Title of class | Trading symbol | Name of exchange on which registered | ||||||||||||
6.50% Class A Cumulative Redeemable Perpetual Preferred Units, Series 1 | BPYPP | Nasdaq Stock Market | ||||||||||||
6.375% Class A Cumulative Redeemable Perpetual Preferred Units, Series 2 | BPYPO | Nasdaq Stock Market | ||||||||||||
5.750% Class A Cumulative Redeemable Perpetual Preferred Units, Series 3 | BPYPN | Nasdaq Stock Market | ||||||||||||
6.25% Class A Cumulative Redeemable Preferred Units, Series 1 | BPYPM /BPYP.PR.A | Nasdaq Stock Market / Toronto Stock Exchange |
The following is a description of the material terms of our Preferred Units, New LP Preferred Units and our limited partnership agreement. Because this description is only a summary of the terms of our Preferred Units, New LP Preferred Units and our limited partnership agreement, you should read our limited partnership agreement. Our limited partnership agreement is available electronically on the website of the SEC at www.sec.gov and on our SEDAR+ profile at www.sedarplus.ca and is available to our holders as described under Item 10.C. “Additional Information - Material Contracts” and Item 10.H. “Additional Information - Documents on Display” in the partnership’s most recent annual report on Form 20-F (as may be amended from time to time, the “Annual Report”). Capitalized and defined terms used but not defined herein have the meanings given to them in the Annual Report.
Formation and Duration
Our company is a Bermuda exempted limited partnership registered under the Bermuda Limited Partnership Act 1883 and the Bermuda Exempted Partnerships Act 1992. Our company has a perpetual existence and will continue as a limited liability partnership unless terminated or dissolved in accordance with our limited partnership agreement. Our partnership interests consist of LP Units and Preferred Units, which represent limited partnership interests in our company, and any additional partnership interests representing limited partnership interests that we may issue in the future as described below under “- Issuance of Additional Partnership Interests”.
Management
As required by law, our limited partnership agreement provides for the management and control of our company by a general partner, the BPY General Partner.
Nature and Purpose
Under our limited partnership agreement, the purpose of our company is to: acquire and hold interests in the Property Partnership and, subject to the approval of the BPY General Partner, interests in any other entity; engage in any activity related to the capitalization and financing of our company’s interests in such entities; serve as the managing general partner of the Property Partnership and execute and deliver, and perform the functions of a managing general partner of the Property Partnership specified in, the limited partnership agreement of the Property Partnership; and engage in any other activity that is incidental to or in furtherance of the foregoing and that is approved by the BPY General Partner and that lawfully may be conducted by a limited partnership organized under the Bermuda Limited Partnership Act 1883, the Bermuda Exempted Partnerships Act 1992 and our limited partnership agreement.
Holders of Our Units
Our units are non-voting limited partnership interests in our company. A holder of our units does not hold a share of a body corporate. Unitholders of our company do not have statutory rights normally associated with ownership of shares of a corporation including, for example, the right to bring “oppression” or “derivative” actions. The rights of holders of our units are based on our limited partnership agreement, amendments to which may be proposed only by or with the consent of the
BPY General Partner as described below under “-Amendment of Our Limited Partnership Agreement”. Our units have no par or other stated value.
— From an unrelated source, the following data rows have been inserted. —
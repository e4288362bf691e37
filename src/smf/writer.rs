//! Standard MIDI File writer
//!
//! Converts per-track [`TrackEvent`] lists into `midly` events and lets midly
//! serialize them as a format 1 file. midly omits a channel status byte equal
//! to the previous one and restates the status after every meta or sysex
//! event.

use super::event::{ChannelMessage, MetaKind, TrackEvent, META};
use crate::vlq::{read_vlq, VlqOverflow, VLQ_MAX};
use crate::Result;
use midly::num::{u14, u15, u24, u28, u4, u7};
use midly::{Format, Header, MetaMessage, MidiMessage, PitchBend, Timing, TrackEventKind};

/// Header chunk magic
pub const HEADER_MAGIC: &[u8; 4] = b"MThd";

/// Track chunk magic
pub const TRACK_MAGIC: &[u8; 4] = b"MTrk";

const SYSEX: u8 = 0xF0;
const SYSEX_ESCAPE: u8 = 0xF7;

fn midi_message(kind: ChannelMessage, data: &[u8]) -> Option<MidiMessage> {
    let byte = |index: usize| data.get(index).map(|&value| u7::new(value));
    let message = match kind {
        ChannelMessage::NoteOff => MidiMessage::NoteOff {
            key: byte(0)?,
            vel: byte(1)?,
        },
        ChannelMessage::NoteOn => MidiMessage::NoteOn {
            key: byte(0)?,
            vel: byte(1)?,
        },
        ChannelMessage::PolyAftertouch => MidiMessage::Aftertouch {
            key: byte(0)?,
            vel: byte(1)?,
        },
        ChannelMessage::ControlChange => MidiMessage::Controller {
            controller: byte(0)?,
            value: byte(1)?,
        },
        ChannelMessage::ProgramChange => MidiMessage::ProgramChange { program: byte(0)? },
        ChannelMessage::ChannelAftertouch => MidiMessage::ChannelAftertouch { vel: byte(0)? },
        ChannelMessage::PitchBend => {
            let lsb = u16::from(byte(0)?.as_int());
            let msb = u16::from(byte(1)?.as_int());
            MidiMessage::PitchBend {
                bend: PitchBend(u14::new(msb << 7 | lsb)),
            }
        }
    };
    Some(message)
}

/// Sysex data after its length quantity
fn sysex_payload(contents: &[u8]) -> Option<&[u8]> {
    let (len, used) = read_vlq(contents)?;
    contents.get(used..used + len as usize)
}

fn event_kind(event: &TrackEvent) -> Option<TrackEventKind<'_>> {
    if let Some(kind) = event.message() {
        let channel = u4::new(event.event_type & 0x0F);
        let message = midi_message(kind, &event.contents)?;
        return Some(TrackEventKind::Midi { channel, message });
    }

    match event.event_type {
        META => {
            let (subtype, data) = event.meta_data()?;
            let meta = match (MetaKind::from_subtype(subtype), event.tempo()) {
                (Some(MetaKind::EndOfTrack), _) => MetaMessage::EndOfTrack,
                (_, Some(tempo)) => MetaMessage::Tempo(u24::new(tempo)),
                _ => MetaMessage::Unknown(subtype, data),
            };
            Some(TrackEventKind::Meta(meta))
        }
        SYSEX => sysex_payload(&event.contents).map(TrackEventKind::SysEx),
        SYSEX_ESCAPE => sysex_payload(&event.contents).map(TrackEventKind::Escape),
        _ => None,
    }
}

/// One track as midly events. Obsolete events are skipped and their deltas
/// carried into the next real event.
fn midly_track(
    events: &[TrackEvent],
) -> std::result::Result<Vec<midly::TrackEvent<'_>>, VlqOverflow> {
    let mut track = Vec::with_capacity(events.len());
    let mut pending_delta = 0u32;

    for event in events {
        pending_delta = pending_delta.saturating_add(event.delta_time);
        if event.obsolete_event {
            continue;
        }
        let Some(kind) = event_kind(event) else {
            tracing::debug!(
                "skipping malformed event {:#04x} at tick {}",
                event.event_type,
                event.absolute_time
            );
            continue;
        };

        if pending_delta > VLQ_MAX {
            return Err(VlqOverflow(pending_delta));
        }
        track.push(midly::TrackEvent {
            delta: u28::new(pending_delta),
            kind,
        });
        pending_delta = 0;
    }

    Ok(track)
}

/// Serialize tracks into a format 1 file.
///
/// Events flagged `obsolete_event` are skipped; their deltas are folded into
/// the next real event so absolute timing is preserved.
pub fn write_smf<T: AsRef<[TrackEvent]>>(tracks: &[T], division: u16) -> Result<Vec<u8>> {
    let tracks = tracks
        .iter()
        .map(|track| midly_track(track.as_ref()))
        .collect::<std::result::Result<Vec<_>, _>>()?;

    let smf = midly::Smf {
        header: Header {
            format: Format::Parallel,
            timing: Timing::Metrical(u15::new(division)),
        },
        tracks,
    };
    let mut out = Vec::with_capacity(14 + smf.tracks.len() * 64);
    smf.write_std(&mut out)?;
    Ok(out)
}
Units of our company represent a fractional limited partnership interest in our company and do not represent a direct investment in our company’s assets and should not be viewed by investors as direct securities of our company’s assets. Holders of our units are not entitled to the withdrawal or return of capital contributions in respect of our units, except to the extent, if any, that distributions are made to such holders pursuant to our limited partnership agreement or upon the liquidation of our company as described below under “-Liquidation and Distribution of Proceeds” or as otherwise required by applicable law. Except to the extent expressly provided in our limited partnership agreement, a holder of our units does not have priority over any other holder of our units, either as to the return of capital contributions or as to profits, losses or distributions.
Except to the extent expressly provided in our limited partnership agreement, holders of our units do not have the ability to call special meetings, and holders of our units are not entitled to vote on matters relating to our company except as described below under “-No Management or Control; Limited Voting”. Any action that may be taken at a meeting may be taken without a meeting if written consent is solicited by or on behalf of the BPY General Partner and it receives approval of not less than the minimum percentage of support necessary to authorize or take such action at a meeting as described below under “-Meetings”.
Our Preferred Units and the New LP Preferred Units
Our Preferred Units rank senior to our LP Units with respect to priority in the payment of distributions and in the distribution of the assets in the event of the liquidation, dissolution or winding-up of our company, whether voluntary or involuntary. Each series of Preferred Units ranks on parity with every other series of Preferred Units with respect to priority in the payment of distributions and in the distribution of the assets in the event of the liquidation, dissolution or winding-up of our company, whether voluntary or involuntary. Each series of Preferred Units ranks on parity with every other series of Preferred Units with respect to priority in the return of capital contributions or as to profits, losses and distributions.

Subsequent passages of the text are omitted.